La peste porcina vuelve y sacude al bolsillo: ¿qué está pasando en España?

Después de más de treinta años libre de casos, España ha visto reaparecer la peste porcina africana (PPA). A finales de noviembre de 2025 se detectaron varios jabalíes muertos cerca de Barcelona con la enfermedad: los primeros casos desde 1994.

En total, las autoridades han confirmado al menos 9 jabalíes infectados en la zona.

La respuesta fue inmediata: se activó un dispositivo conjunto con la UME, cuerpos de seguridad y agentes rurales, se creó una zona de vigilancia de 20 km alrededor del foco y se reforzaron los controles de bioseguridad.

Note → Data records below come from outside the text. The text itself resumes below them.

//! Frontend: the broker-owning orchestrator thread
//!
//! The frontend drains its inbox and dispatches each message: broker-local
//! control topics (`_/!sub`, `_/!unsub`, `_/!unsub+`, `_/!query`) operate on
//! the subscription state, everything else is routed through
//! [`Broker::publish`]. No other thread ever touches the broker tree.

use crate::broker::Broker;
use std::sync::atomic::{AtomicU64, Ordering};
use std::sync::Arc;
use std::thread::JoinHandle;
use std::time::Duration;
use tracing::{debug, info, warn};
use wattbus_core::error::{Error, Result};
use wattbus_core::message::{
    Extras, Message, SubscriberFlags, SubscriberId, SubscriberSink, SubscriberSpec,
};
use wattbus_core::queue::{message_queue, QueueSender};
use wattbus_core::topic::{TOPIC_QUERY, TOPIC_SUB, TOPIC_UNSUB, TOPIC_UNSUB_ALL};
use wattbus_core::value::Value;

/// Broker-local finalize topic; the frontend's sole shutdown primitive
pub const TOPIC_FINALIZE: &str = "_/!fin";

/// The broker-owning thread
pub struct Frontend {
    broker: Broker,
    inbox: wattbus_core::queue::QueueReceiver,
}

impl Frontend {
    /// Spawn the frontend thread; returns the client handle and the join
    /// handle for shutdown.
    pub fn spawn() -> (FrontendHandle, JoinHandle<()>) {
        let (tx, rx) = message_queue("frontend");
        let frontend = Frontend {
            broker: Broker::new(),
            inbox: rx,
        };
        let join = std::thread::Builder::new()
            .name("wattbus-frontend".into())
            .spawn(move || frontend.run())
            .expect("spawn frontend thread");
        (
            FrontendHandle {
                tx,
                next_id: Arc::new(AtomicU64::new(1)),
            },
            join,
        )
    }

    fn run(mut self) {
        info!("frontend started");
        loop {
            let msg = self.inbox.pop();
            if msg.topic == TOPIC_FINALIZE {
                break;
            }
            self.dispatch(msg);
        }
        info!("frontend finalized");
    }

    fn dispatch(&mut self, msg: Message) {
        match msg.topic.as_str() {
            TOPIC_SUB => {
                let (Some(topic), Extras::Subscriber(spec)) = (msg.value.as_str(), &msg.extras)
                else {
                    warn!("malformed subscribe message");
                    return;
                };
                if let Err(e) = self.broker.subscribe(topic, spec.clone()) {
                    debug!("subscribe {topic} failed: {e}");
                }
            }
            TOPIC_UNSUB => {
                let (Some(topic), Extras::Subscriber(spec)) = (msg.value.as_str(), &msg.extras)
                else {
                    warn!("malformed unsubscribe message");
                    return;
                };
                let _ = self.broker.unsubscribe(topic, spec.id);
            }
            TOPIC_UNSUB_ALL => {
                if let Extras::Subscriber(spec) = &msg.extras {
                    self.broker.unsubscribe_all(spec.id);
                }
            }
            TOPIC_QUERY => {
                let (Some(topic), Extras::Query { reply }) = (msg.value.as_str(), &msg.extras)
                else {
                    warn!("malformed query message");
                    return;
                };
                let response = match self.broker.query(topic, None) {
                    Ok(value) => Message::publish(topic, value),
                    Err(e) => Message::return_code(topic, Err(e)),
                };
                let _ = reply.push(response);
            }
            _ => {
                if let Err(e) = self.broker.publish(msg) {
                    debug!("publish failed: {e}");
                }
            }
        }
    }
}

/// Cloneable client handle to the frontend thread
#[derive(Clone)]
pub struct FrontendHandle {
    tx: QueueSender,
    next_id: Arc<AtomicU64>,
}

impl FrontendHandle {
    /// The raw inbox sender (for tests and adapters).
    pub fn sender(&self) -> QueueSender {
        self.tx.clone()
    }

    /// Allocate a subscriber id.
    pub fn alloc_id(&self) -> SubscriberId {
        self.next_id.fetch_add(1, Ordering::Relaxed)
    }

    /// Enqueue a publication.
    pub fn publish(&self, topic: impl Into<String>, value: Value) -> Result<()> {
        self.tx.push(Message::publish(topic, value))
    }

    /// Enqueue a publication tagged with its publishing subscriber, so the
    /// broker suppresses the echo.
    pub fn publish_from(
        &self,
        src: SubscriberId,
        topic: impl Into<String>,
        value: Value,
    ) -> Result<()> {
        self.tx.push(Message::publish(topic, value).with_src(src))
    }

    /// Enqueue an arbitrary message.
    pub fn send(&self, msg: Message) -> Result<()> {
        self.tx.push(msg)
    }

    /// Subscribe a queue sink under `topic`.
    pub fn subscribe_queue(
        &self,
        topic: &str,
        flags: SubscriberFlags,
        sink: QueueSender,
    ) -> Result<SubscriberId> {
        let id = self.alloc_id();
        self.subscribe_spec(
            topic,
            SubscriberSpec {
                id,
                flags,
                sink: SubscriberSink::Queue(sink),
            },
        )?;
        Ok(id)
    }

    /// Subscribe a callback sink under `topic`. The callback runs on the
    /// frontend thread and must not block.
    pub fn subscribe_fn(
        &self,
        topic: &str,
        flags: SubscriberFlags,
        callback: Arc<dyn Fn(&Message) + Send + Sync>,
    ) -> Result<SubscriberId> {
        let id = self.alloc_id();
        self.subscribe_spec(
            topic,
            SubscriberSpec {
                id,
                flags,
                sink: SubscriberSink::Callback(callback),
            },
        )?;
        Ok(id)
    }

    /// Subscribe with an existing spec (re-subscribe keeps the id).
    pub fn subscribe_spec(&self, topic: &str, spec: SubscriberSpec) -> Result<()> {
        self.tx.push(Message {
            topic: TOPIC_SUB.into(),
            value: Value::str(topic),
            extras: Extras::Subscriber(spec),
            src: None,
        })
    }

    /// Remove subscriber `id` at `topic`.
    pub fn unsubscribe(&self, topic: &str, id: SubscriberId) -> Result<()> {
        self.tx.push(Message {
            topic: TOPIC_UNSUB.into(),
            value: Value::str(topic),
            extras: Extras::Subscriber(SubscriberSpec {
                id,
                flags: SubscriberFlags::empty(),
                sink: SubscriberSink::Callback(Arc::new(|_| {})),
            }),
            src: None,
        })
    }

    /// Remove subscriber `id` everywhere.
    pub fn unsubscribe_all(&self, id: SubscriberId) -> Result<()> {
        self.tx.push(Message {
            topic: TOPIC_UNSUB_ALL.into(),
            value: Value::null(),
            extras: Extras::Subscriber(SubscriberSpec {
                id,
                flags: SubscriberFlags::empty(),
                sink: SubscriberSink::Callback(Arc::new(|_| {})),
            }),
            src: None,
        })
    }

    /// Synchronous retained-value query with a timeout.
    pub fn query(&self, topic: &str, timeout: Duration) -> Result<Value> {
        let (reply_tx, reply_rx) = message_queue("query-reply");
        self.tx.push(Message {
            topic: TOPIC_QUERY.into(),
            value: Value::str(topic),
            extras: Extras::Query { reply: reply_tx },
            src: None,
        })?;
        let msg = reply_rx.pop_timeout(timeout).ok_or(Error::TimedOut)?;
        if msg.topic.ends_with('#') {
            let code = msg.value.as_i64().unwrap_or(1) as u8;
            Err(Error::from_code(code).unwrap_or(Error::Unspecified))
        } else {
            Ok(msg.value)
        }
    }

    /// Request frontend shutdown.
    pub fn finalize(&self) -> Result<()> {
        self.tx.push(Message::publish(TOPIC_FINALIZE, Value::null()))
    }
}

#[cfg(test)]
mod tests {
    use super::*;
    use wattbus_core::topic::TOPIC_DEVICE_ADD;

    const TIMEOUT: Duration = Duration::from_secs(5);

    #[test]
    fn test_publish_query_roundtrip() {
        let (handle, join) = Frontend::spawn();
        handle.publish("a/b", Value::u32(42).retained()).unwrap();
        assert_eq!(handle.query("a/b", TIMEOUT).unwrap(), Value::u32(42));
        assert_eq!(
            handle.query("a/missing", TIMEOUT).unwrap_err(),
            Error::NotFound
        );
        handle.finalize().unwrap();
        join.join().unwrap();
    }

    #[test]
    fn test_subscription_delivery_through_queue() {
        let (handle, join) = Frontend::spawn();
        let (sub_tx, sub_rx) = message_queue("sub");
        let id = handle
            .subscribe_queue("dev", SubscriberFlags::PUB, sub_tx)
            .unwrap();

        handle.publish("dev/x", Value::u8(1)).unwrap();
        let msg = sub_rx.pop_timeout(TIMEOUT).unwrap();
        assert_eq!(msg.topic, "dev/x");

        // Own publications are suppressed.
        handle.publish_from(id, "dev/y", Value::u8(2)).unwrap();
        handle.publish("dev/z", Value::u8(3)).unwrap();
        let msg = sub_rx.pop_timeout(TIMEOUT).unwrap();
        assert_eq!(msg.topic, "dev/z");

        handle.unsubscribe("dev", id).unwrap();
        handle.publish("dev/x", Value::u8(4)).unwrap();
        assert!(sub_rx.pop_timeout(Duration::from_millis(50)).is_none());

        handle.finalize().unwrap();
        join.join().unwrap();
    }

    #[test]
    fn test_device_add_replay_via_control_topics() {
        let (handle, join) = Frontend::spawn();
        handle
            .publish(TOPIC_DEVICE_ADD, Value::str("u/js220/42"))
            .unwrap();

        let (sub_tx, sub_rx) = message_queue("sub");
        handle
            .subscribe_queue(
                "@",
                SubscriberFlags::PUB | SubscriberFlags::RETAIN,
                sub_tx,
            )
            .unwrap();
        let msg = sub_rx.pop_timeout(TIMEOUT).unwrap();
        assert_eq!(msg.topic, TOPIC_DEVICE_ADD);
        assert_eq!(msg.value, Value::str("u/js220/42"));

        handle.finalize().unwrap();
        join.join().unwrap();
    }
}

La buena noticia, por ahora, es que no hay casos en granjas de cerdos domésticos.

Pero la PPA no afecta solo al campo: también golpea de lleno a la economía.

¿Por qué la PPA puede dañar tanto al sector porcino?

España es una potencia mundial en producción y exportación de carne de cerdo, con un valor anual superior a 8.800 millones de euros en exportaciones.

La aparición del brote ha provocado que varios países hayan suspendido temporalmente la importación de cerdo español, incluidos mercados clave como China y Reino Unido.

El impacto no se limita al ganadero: arrastra al conjunto del sector —mataderos, industria cárnica, logística, distribución, alimentación animal y transporte— creando un efecto dominó que se deja notar en miles de empleos.

Las administraciones ya han reaccionado. En Cataluña, por ejemplo, se ha habilitado una línea urgente de ayudas para granjas y empresas afectadas.

Las primeras estimaciones son preocupantes: solo en diciembre, y tomando como referencia las exportaciones habituales del mismo mes del año anterior, están en juego unos 675 millones de euros.

Además, incluso si el brote se controla pronto, recuperar la certificación de “país libre de peste porcina africana” podría tardar hasta 12 meses desde el último caso, lo que aplaza la vuelta a la normalidad comercial.

¿Qué significa esto para la economía y para la sociedad?

Riesgo de pérdida de empleo en toda la cadena, desde las granjas hasta la exportación.

Cambios en los precios: podría producirse una caída del precio interno de la carne de cerdo si la oferta no puede destinarse al exterior, aunque también existe el riesgo contrario si el brote avanza.

Tensión en el mercado internacional, donde la PPA es uno de los factores que más influyen en la competitividad de los países exportadores.

Mayor presión por mejorar la bioseguridad, trazabilidad y controles sanitarios, lo que podría reforzar al sector a largo plazo.

¿Qué podemos esperar en los próximos meses?

Todo dependerá de la evolución del brote. Si no aparecen nuevos casos y se mantiene el control, el impacto podría concentrarse en el corto plazo.
Pero si el virus se extiende a granjas domésticas, la situación cambiaría drásticamente.

En cualquier caso:

Las empresas deberán ajustarse a una reducción temporal de la demanda exterior.

Se reforzarán las medidas sanitarias en explotaciones y transportes.

El sector afrontará meses de incertidumbre económica y ajustes productivos.

En resumen: la peste porcina africana no es solo un problema sanitario. Es un recordatorio de lo vulnerable que puede ser un sector estratégico cuando depende del comercio exterior. El reto ahora es controlar el brote, minimizar el daño y preparar al sector para una vuelta progresiva a la normalidad.